Rising Motor Costs

Repairing vehicle damage is a key driver for this and has had a 'domino effect' on other aspects.

Claims inflation – rising costs within motor

Since Covid19 and Brexit, we’ve seen significant market changes occur, in particular; the rising cost of motor claims. Repairing vehicle damage is a key driver for this and this has had a ‘domino effect’ on other aspects of claim costs.

The headlines in consumer press have been telling woes about rising costs of living, and this is reflected across all areas of business too, with the motor market also being affected.

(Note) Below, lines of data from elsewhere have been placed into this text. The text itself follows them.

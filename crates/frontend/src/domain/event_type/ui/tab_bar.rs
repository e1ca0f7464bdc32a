//! Tab bars for the event-type detail page: a vertical rail on wide
//! screens, a horizontal strip on narrow ones.
//!
//! Tabs are plain links: the router turns them into client-side
//! navigations, and the page derives the active tab from the URL.

use leptos::prelude::*;

use crate::domain::event_type::tabs::TabDescriptor;
use crate::shared::icons::icon;

#[component]
pub fn VerticalTabs(
    #[prop(into)] tabs: Signal<Vec<TabDescriptor>>,
    #[prop(into)] active: Signal<Option<String>>,
    /// Builds the href selecting a tab, preserving the rest of the query.
    #[prop(into)]
    href_for: Callback<&'static str, String>,
) -> impl IntoView {
    view! {
        <nav class="vertical-tabs" aria-label="Event type settings">
            <For
                each=move || tabs.get()
                key=|tab| tab.route_key
                children=move |tab| {
                    let route_key = tab.route_key;
                    view! {
                        <a
                            class="vertical-tabs__item"
                            class:vertical-tabs__item--active=move || {
                                active.get().as_deref() == Some(route_key)
                            }
                            href=move || href_for.run(route_key)
                        >
                            <span class="vertical-tabs__icon">{icon(tab.icon)}</span>
                            <span class="vertical-tabs__text">
                                <span class="vertical-tabs__label">{tab.label}</span>
                                <span class="vertical-tabs__subtitle">{tab.subtitle.clone()}</span>
                            </span>
                        </a>
                    }
                }
            />
        </nav>
    }
}

#[component]
pub fn HorizontalTabs(
    #[prop(into)] tabs: Signal<Vec<TabDescriptor>>,
    #[prop(into)] active: Signal<Option<String>>,
    #[prop(into)] href_for: Callback<&'static str, String>,
) -> impl IntoView {
    view! {
        <nav class="horizontal-tabs" aria-label="Event type settings">
            <For
                each=move || tabs.get()
                key=|tab| tab.route_key
                children=move |tab| {
                    let route_key = tab.route_key;
                    view! {
                        <a
                            class="horizontal-tabs__item"
                            class:horizontal-tabs__item--active=move || {
                                active.get().as_deref() == Some(route_key)
                            }
                            href=move || href_for.run(route_key)
                        >
                            {tab.label}
                        </a>
                    }
                }
            />
        </nav>
    }
}
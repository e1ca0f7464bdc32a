//! Navigation-tab registry for the event-type detail page.
//!
//! The registry is derived data: rebuilt from the entity snapshot whenever
//! the inputs change, never patched in place. Rendering lives in
//! `ui::tab_bar`.

use contracts::domain::event_type::{EventTypeSummary, SchedulingType};

/// One navigation destination of the event-type detail page.
#[derive(Debug, Clone, PartialEq, Eq)]
pub struct TabDescriptor {
    pub label: &'static str,
    /// Value of the `tabName` query parameter selecting this tab.
    pub route_key: &'static str,
    /// Symbolic icon name resolved by `shared::icons`.
    pub icon: &'static str,
    pub subtitle: String,
}

/// Build the ordered tab list for one event type.
///
/// Base order is fixed: setup, availability, limits, advanced, recurring,
/// apps, workflows. Team event types get a team-scheduling tab at index 2.
///
/// Panics when `has_team` is set but the event type carries an
/// `Individual` scheduling type: a team event type without a team
/// scheduling mode is a malformed snapshot, and a loud failure beats a
/// mislabeled tab.
pub fn build_tabs(
    event_type: &EventTypeSummary,
    enabled_app_count: usize,
    enabled_workflow_count: usize,
    has_team: bool,
) -> Vec<TabDescriptor> {
    let team_tab = has_team.then(|| TabDescriptor {
        label: "Scheduling type",
        route_key: "team",
        icon: "users",
        subtitle: match event_type.scheduling_type {
            SchedulingType::Collective => "collective".to_string(),
            SchedulingType::RoundRobin => "round_robin".to_string(),
            SchedulingType::Individual => panic!(
                "event type {} is team-scoped but has INDIVIDUAL scheduling",
                event_type.id
            ),
        },
    });

    [
        Some(TabDescriptor {
            label: "Event setup",
            route_key: "setup",
            icon: "link",
            subtitle: format!("{} mins", event_type.duration_minutes),
        }),
        Some(TabDescriptor {
            label: "Availability",
            route_key: "availability",
            icon: "calendar",
            subtitle: "Working hours".to_string(),
        }),
        team_tab,
        Some(TabDescriptor {
            label: "Limits",
            route_key: "limits",
            icon: "clock",
            subtitle: "How often you can be booked".to_string(),
        }),
        Some(TabDescriptor {
            label: "Advanced",
            route_key: "advanced",
            icon: "sliders",
            subtitle: "Event name, booking questions".to_string(),
        }),
        Some(TabDescriptor {
            label: "Recurring",
            route_key: "recurring",
            icon: "repeat",
            subtitle: "Repeating bookings".to_string(),
        }),
        Some(TabDescriptor {
            label: "Apps",
            route_key: "apps",
            icon: "grid",
            subtitle: format!("{enabled_app_count} active"),
        }),
        Some(TabDescriptor {
            label: "Workflows",
            route_key: "workflows",
            icon: "zap",
            subtitle: format!("{enabled_workflow_count} active"),
        }),
    ]
    .into_iter()
    .flatten()
    .collect()
}

#[cfg(test)]
mod tests {
    use super::*;

    fn summary(scheduling_type: SchedulingType, team_slug: Option<&str>) -> EventTypeSummary {
        EventTypeSummary {
            id: 1,
            title: "Quick chat".to_string(),
            description: None,
            slug: "quick-chat".to_string(),
            duration_minutes: 15,
            scheduling_type,
            owner_usernames: vec!["pro".to_string()],
            team_slug: team_slug.map(str::to_string),
            hidden: false,
        }
    }

    #[test]
    fn personal_event_type_lists_base_tabs_in_fixed_order() {
        let tabs = build_tabs(&summary(SchedulingType::Individual, None), 2, 1, false);

        let keys: Vec<&str> = tabs.iter().map(|tab| tab.route_key).collect();
        assert_eq!(
            keys,
            vec!["setup", "availability", "limits", "advanced", "recurring", "apps", "workflows"]
        );
        assert_eq!(tabs.len(), 7);
    }

    #[test]
    fn team_event_type_inserts_the_team_tab_at_index_2() {
        for counts in [(0, 0), (5, 9)] {
            let tabs = build_tabs(
                &summary(SchedulingType::Collective, Some("support")),
                counts.0,
                counts.1,
                true,
            );
            assert_eq!(tabs.len(), 8);
            assert_eq!(tabs[2].route_key, "team");
        }
    }

    #[test]
    fn team_tab_subtitle_follows_the_scheduling_type() {
        let collective = build_tabs(
            &summary(SchedulingType::Collective, Some("support")),
            0,
            0,
            true,
        );
        assert_eq!(collective[2].subtitle, "collective");

        let round_robin = build_tabs(
            &summary(SchedulingType::RoundRobin, Some("support")),
            0,
            0,
            true,
        );
        assert_eq!(round_robin[2].subtitle, "round_robin");
    }

    #[test]
    #[should_panic(expected = "INDIVIDUAL scheduling")]
    fn team_event_type_with_individual_scheduling_is_rejected() {
        build_tabs(&summary(SchedulingType::Individual, Some("support")), 0, 0, true);
    }

    #[test]
    fn subtitles_carry_duration_and_counts() {
        let tabs = build_tabs(&summary(SchedulingType::Individual, None), 3, 1, false);
        assert_eq!(tabs[0].subtitle, "15 mins");
        assert_eq!(tabs[5].subtitle, "3 active");
        assert_eq!(tabs[6].subtitle, "1 active");
    }
}
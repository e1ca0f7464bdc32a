//! Pulsing placeholder rows shown while a list query is in flight.

use leptos::prelude::*;

#[component]
pub fn SkeletonList(#[prop(default = 3)] rows: usize) -> impl IntoView {
    view! {
        <ul class="skeleton-list" aria-hidden="true">
            {(0..rows).map(|_| view! {
                <li class="skeleton-list__row">
                    <div class="skeleton-list__bar skeleton-list__bar--wide"></div>
                    <div class="skeleton-list__bar skeleton-list__bar--narrow"></div>
                </li>
            }).collect_view()}
        </ul>
    }
}
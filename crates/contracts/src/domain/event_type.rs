use serde::{Deserialize, Serialize};

use crate::domain::membership::MembershipRole;

// ============================================================================
// Scheduling type
// ============================================================================

/// How a bookable event type distributes its slots among hosts.
///
/// `Individual` is the implicit type of a personal (non-team) event type;
/// team event types are either `Collective` or `RoundRobin`.
#[derive(Debug, Clone, Copy, PartialEq, Eq, Serialize, Deserialize)]
#[serde(rename_all = "SCREAMING_SNAKE_CASE")]
pub enum SchedulingType {
    Collective,
    RoundRobin,
    Individual,
}

// ============================================================================
// Event type summary
// ============================================================================

/// Read-only snapshot of an event type as delivered by the server.
///
/// The front end never mutates this; edits go through dedicated mutations
/// and come back as a fresh snapshot.
#[derive(Debug, Clone, PartialEq, Serialize, Deserialize)]
#[serde(rename_all = "camelCase")]
pub struct EventTypeSummary {
    pub id: i64,
    pub title: String,
    #[serde(default)]
    pub description: Option<String>,
    pub slug: String,
    pub duration_minutes: u32,
    pub scheduling_type: SchedulingType,
    /// Usernames of the owning users, in display order. For a personal
    /// event type the first entry is the booking-page owner.
    #[serde(default)]
    pub owner_usernames: Vec<String>,
    /// Present when the event type belongs to a team.
    #[serde(default)]
    pub team_slug: Option<String>,
    /// Hidden from the owner's public booking profile.
    #[serde(default)]
    pub hidden: bool,
}

impl EventTypeSummary {
    pub fn is_team_event(&self) -> bool {
        self.team_slug.is_some()
    }
}

// ============================================================================
// Detail-page payload
// ============================================================================

/// Everything the event-type detail page needs in one payload: the entity
/// snapshot plus page-level context that is not part of the entity itself.
#[derive(Debug, Clone, PartialEq, Serialize, Deserialize)]
#[serde(rename_all = "camelCase")]
pub struct EventTypeSetup {
    pub event_type: EventTypeSummary,
    #[serde(default)]
    pub enabled_app_count: usize,
    #[serde(default)]
    pub enabled_workflow_count: usize,
    /// The acting user's role in the owning team; absent outside teams.
    #[serde(default)]
    pub current_user_membership: Option<MembershipRole>,
}

#[cfg(test)]
mod tests {
    use super::*;

    #[test]
    fn scheduling_type_uses_wire_tags() {
        assert_eq!(
            serde_json::to_string(&SchedulingType::RoundRobin).unwrap(),
            "\"ROUND_ROBIN\""
        );
        let parsed: SchedulingType = serde_json::from_str("\"COLLECTIVE\"").unwrap();
        assert_eq!(parsed, SchedulingType::Collective);
    }

    #[test]
    fn summary_parses_camel_case_payload() {
        let payload = r#"{
            "id": 42,
            "title": "Quick chat",
            "slug": "quick-chat",
            "durationMinutes": 30,
            "schedulingType": "INDIVIDUAL",
            "ownerUsernames": ["pro"]
        }"#;
        let summary: EventTypeSummary = serde_json::from_str(payload).unwrap();
        assert_eq!(summary.duration_minutes, 30);
        assert_eq!(summary.owner_usernames, vec!["pro".to_string()]);
        assert!(summary.team_slug.is_none());
        assert!(!summary.hidden);
    }
}
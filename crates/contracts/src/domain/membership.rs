use serde::{Deserialize, Serialize};

/// The acting user's role within the team that owns an entity.
///
/// Absence of a membership (`Option::<MembershipRole>::None`) means the user
/// is the sole owner and has full rights.
#[derive(Debug, Clone, Copy, PartialEq, Eq, Serialize, Deserialize)]
#[serde(rename_all = "SCREAMING_SNAKE_CASE")]
pub enum MembershipRole {
    Owner,
    Admin,
    Member,
}

/// Destructive actions are gated on the membership role: plain members may
/// not delete shared entities, everyone else (including non-members acting
/// on their own entities) may.
pub fn can_delete(role: Option<MembershipRole>) -> bool {
    !matches!(role, Some(MembershipRole::Member))
}

#[cfg(test)]
mod tests {
    use super::*;

    #[test]
    fn member_cannot_delete() {
        assert!(!can_delete(Some(MembershipRole::Member)));
    }

    #[test]
    fn owner_admin_and_sole_owner_can_delete() {
        assert!(can_delete(Some(MembershipRole::Owner)));
        assert!(can_delete(Some(MembershipRole::Admin)));
        assert!(can_delete(None));
    }
}
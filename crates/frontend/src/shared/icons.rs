use leptos::prelude::*;

/// Inline SVG icon by symbolic name (feather-style strokes).
///
/// Unknown names render an empty placeholder instead of panicking; a
/// missing icon is a cosmetic defect, not a functional one.
pub fn icon(name: &str) -> AnyView {
    match name {
        "link" => view! {
            <svg width="20" height="20" viewBox="0 0 24 24" fill="none" stroke="currentColor" stroke-width="2" stroke-linecap="round" stroke-linejoin="round" aria-hidden="true">
                <path d="M10 13a5 5 0 0 0 7.54.54l3-3a5 5 0 0 0-7.07-7.07l-1.72 1.71"/>
                <path d="M14 11a5 5 0 0 0-7.54-.54l-3 3a5 5 0 0 0 7.07 7.07l1.71-1.71"/>
            </svg>
        }.into_any(),
        "calendar" => view! {
            <svg width="20" height="20" viewBox="0 0 24 24" fill="none" stroke="currentColor" stroke-width="2" stroke-linecap="round" stroke-linejoin="round" aria-hidden="true">
                <rect x="3" y="4" width="18" height="18" rx="2" ry="2"/>
                <line x1="16" y1="2" x2="16" y2="6"/>
                <line x1="8" y1="2" x2="8" y2="6"/>
                <line x1="3" y1="10" x2="21" y2="10"/>
            </svg>
        }.into_any(),
        "users" => view! {
            <svg width="20" height="20" viewBox="0 0 24 24" fill="none" stroke="currentColor" stroke-width="2" stroke-linecap="round" stroke-linejoin="round" aria-hidden="true">
                <path d="M17 21v-2a4 4 0 0 0-4-4H7a4 4 0 0 0-4 4v2"/>
                <circle cx="9" cy="7" r="4"/>
                <path d="M23 21v-2a4 4 0 0 0-3-3.87"/>
                <path d="M16 3.13a4 4 0 0 1 0 7.75"/>
            </svg>
        }.into_any(),
        "clock" => view! {
            <svg width="20" height="20" viewBox="0 0 24 24" fill="none" stroke="currentColor" stroke-width="2" stroke-linecap="round" stroke-linejoin="round" aria-hidden="true">
                <circle cx="12" cy="12" r="10"/>
                <polyline points="12 6 12 12 16 14"/>
            </svg>
        }.into_any(),
        "sliders" => view! {
            <svg width="20" height="20" viewBox="0 0 24 24" fill="none" stroke="currentColor" stroke-width="2" stroke-linecap="round" stroke-linejoin="round" aria-hidden="true">
                <line x1="4" y1="21" x2="4" y2="14"/>
                <line x1="4" y1="10" x2="4" y2="3"/>
                <line x1="12" y1="21" x2="12" y2="12"/>
                <line x1="12" y1="8" x2="12" y2="3"/>
                <line x1="20" y1="21" x2="20" y2="16"/>
                <line x1="20" y1="12" x2="20" y2="3"/>
                <line x1="1" y1="14" x2="7" y2="14"/>
                <line x1="9" y1="8" x2="15" y2="8"/>
                <line x1="17" y1="16" x2="23" y2="16"/>
            </svg>
        }.into_any(),
        "repeat" => view! {
            <svg width="20" height="20" viewBox="0 0 24 24" fill="none" stroke="currentColor" stroke-width="2" stroke-linecap="round" stroke-linejoin="round" aria-hidden="true">
                <polyline points="17 1 21 5 17 9"/>
                <path d="M3 11V9a4 4 0 0 1 4-4h14"/>
                <polyline points="7 23 3 19 7 15"/>
                <path d="M21 13v2a4 4 0 0 1-4 4H3"/>
            </svg>
        }.into_any(),
        "grid" => view! {
            <svg width="20" height="20" viewBox="0 0 24 24" fill="none" stroke="currentColor" stroke-width="2" stroke-linecap="round" stroke-linejoin="round" aria-hidden="true">
                <rect x="3" y="3" width="7" height="7"/>
                <rect x="14" y="3" width="7" height="7"/>
                <rect x="14" y="14" width="7" height="7"/>
                <rect x="3" y="14" width="7" height="7"/>
            </svg>
        }.into_any(),
        "zap" => view! {
            <svg width="20" height="20" viewBox="0 0 24 24" fill="none" stroke="currentColor" stroke-width="2" stroke-linecap="round" stroke-linejoin="round" aria-hidden="true">
                <polygon points="13 2 3 14 12 14 11 22 21 10 12 10 13 2"/>
            </svg>
        }.into_any(),
        "trash-2" => view! {
            <svg width="20" height="20" viewBox="0 0 24 24" fill="none" stroke="currentColor" stroke-width="2" stroke-linecap="round" stroke-linejoin="round" aria-hidden="true">
                <polyline points="3 6 5 6 21 6"/>
                <path d="M19 6v14a2 2 0 0 1-2 2H7a2 2 0 0 1-2-2V6m3 0V4a2 2 0 0 1 2-2h4a2 2 0 0 1 2 2v2"/>
                <line x1="10" y1="11" x2="10" y2="17"/>
                <line x1="14" y1="11" x2="14" y2="17"/>
            </svg>
        }.into_any(),
        "external-link" => view! {
            <svg width="20" height="20" viewBox="0 0 24 24" fill="none" stroke="currentColor" stroke-width="2" stroke-linecap="round" stroke-linejoin="round" aria-hidden="true">
                <path d="M18 13v6a2 2 0 0 1-2 2H5a2 2 0 0 1-2-2V8a2 2 0 0 1 2-2h6"/>
                <polyline points="15 3 21 3 21 9"/>
                <line x1="10" y1="14" x2="21" y2="3"/>
            </svg>
        }.into_any(),
        "more-horizontal" => view! {
            <svg width="20" height="20" viewBox="0 0 24 24" fill="none" stroke="currentColor" stroke-width="2" stroke-linecap="round" stroke-linejoin="round" aria-hidden="true">
                <circle cx="12" cy="12" r="1"/>
                <circle cx="19" cy="12" r="1"/>
                <circle cx="5" cy="12" r="1"/>
            </svg>
        }.into_any(),
        "plus" => view! {
            <svg width="20" height="20" viewBox="0 0 24 24" fill="none" stroke="currentColor" stroke-width="2" stroke-linecap="round" stroke-linejoin="round" aria-hidden="true">
                <line x1="12" y1="5" x2="12" y2="19"/>
                <line x1="5" y1="12" x2="19" y2="12"/>
            </svg>
        }.into_any(),
        "globe" => view! {
            <svg width="20" height="20" viewBox="0 0 24 24" fill="none" stroke="currentColor" stroke-width="2" stroke-linecap="round" stroke-linejoin="round" aria-hidden="true">
                <circle cx="12" cy="12" r="10"/>
                <line x1="2" y1="12" x2="22" y2="12"/>
                <path d="M12 2a15.3 15.3 0 0 1 4 10 15.3 15.3 0 0 1-4 10 15.3 15.3 0 0 1-4-10 15.3 15.3 0 0 1 4-10z"/>
            </svg>
        }.into_any(),
        "x" => view! {
            <svg width="20" height="20" viewBox="0 0 24 24" fill="none" stroke="currentColor" stroke-width="2" stroke-linecap="round" stroke-linejoin="round" aria-hidden="true">
                <line x1="18" y1="6" x2="6" y2="18"/>
                <line x1="6" y1="6" x2="18" y2="18"/>
            </svg>
        }.into_any(),
        "chevron-down" => view! {
            <svg width="20" height="20" viewBox="0 0 24 24" fill="none" stroke="currentColor" stroke-width="2" stroke-linecap="round" stroke-linejoin="round" aria-hidden="true">
                <polyline points="6 9 12 15 18 9"/>
            </svg>
        }.into_any(),
        _ => view! { <span class="icon icon--missing" aria-hidden="true"></span> }.into_any(),
    }
}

Market intelligence suggests that repair cost inflation had risen 8.4% in 2020 and 8.2% in H1 2021.  From the beginning of 2020 and end of 2021 is estimated to have inflated by 12% with no signs of slowing down.


Challenges for Insurers – what we are doing to mitigate the costs

  • Cultivate strong supply relationships with repairers and mobility providers – we work closely with our supply chain to ensure strong relationships and sufficient capacity and skills to meet demands, including provision of replacement / courtesy cars. We are not immune to inflation but we can try and manage the demand as best as we can.
  • Utilising green parts (reclaimed quality assured parts) where possible, can help put cars back on the road sooner as well as being better for the environment and a lower cost option.
  • Robust screening and control of claims to defend opponent behaviours to artificially inflate costs even higher – examples of some clamant firms moving roadworthy cars into garages to await repair so inflating replacement hire costs.

Whiplash Reforms – these should have positive effect on Claims costs

The reforms have taken a bit of a back seat from headlines lately, compared to motor parts costs, but on 31st May 2021, whiplash reforms came into force which affected all injury claims emanating from accidents on or after that date.

In a nutshell, it introduced a tariff based settlement amount for whiplash defined injuries based on a prognosis for recovery (time of recovery). The value of compensation paid for these claims has been set at values lower than that previously recoverable.

Unfortunately, ‘non-whiplash’ defined injuries (so for example a bruised knee or wrist) are not captured within the reforms and there is clear evidence that we are seeing a change in the types of injury now occurring. The value of these ‘non-whiplash’ defined injuries is also unclear when claimed in conjunction with a whiplash injury, with a Court of Appeal test case likely to be required to provide the industry with much needed clarity. From a cost perspective, the way things are currently set up has the potential to significantly undermine the expected benefits from the Whiplash Reform programme. 

At the same time, the Small Claim Track limit for Personal Injury claims was increased from £1000 to £5000 within the motor space, all but eliminating any legal cost recovery for the majority of low value motor injury claims. This will have a corresponding positive effect on insurer costs and should be borne out.

The government and FCA require insurers to provide information to demonstrate that any benefits realised from the Reform programme is passed on to insurers. Regulatory reporting is expected from November 2023.

So far, industry experience suggests that there has been a 20-30% reduction in injury claims compared to the pre-reform level. At the moment it’s too early to tell whether this will develop unfavourably or if these reductions will remain. In the past, our experience would suggest that the claimant market will adapt over time which could mean the frequency reduction may dissipate as we continue to move forward, but we’ll wait and see what happens.

All these influences are set to make for a challenging year for motor insurers, this coupled with pricing reforms on personal line products, means that personal motor insurance will become a more competitive market than ever before. You can be assured that at Covéa Insurance we will continue to deliver fair pricing proposals to risk presentations across all our motor products including private motor, motor fleet and motor trade; and ensure that we do what we can to control claims inflation. 

We hope this information is of interest and will additionally help you in conversations with your motor customers.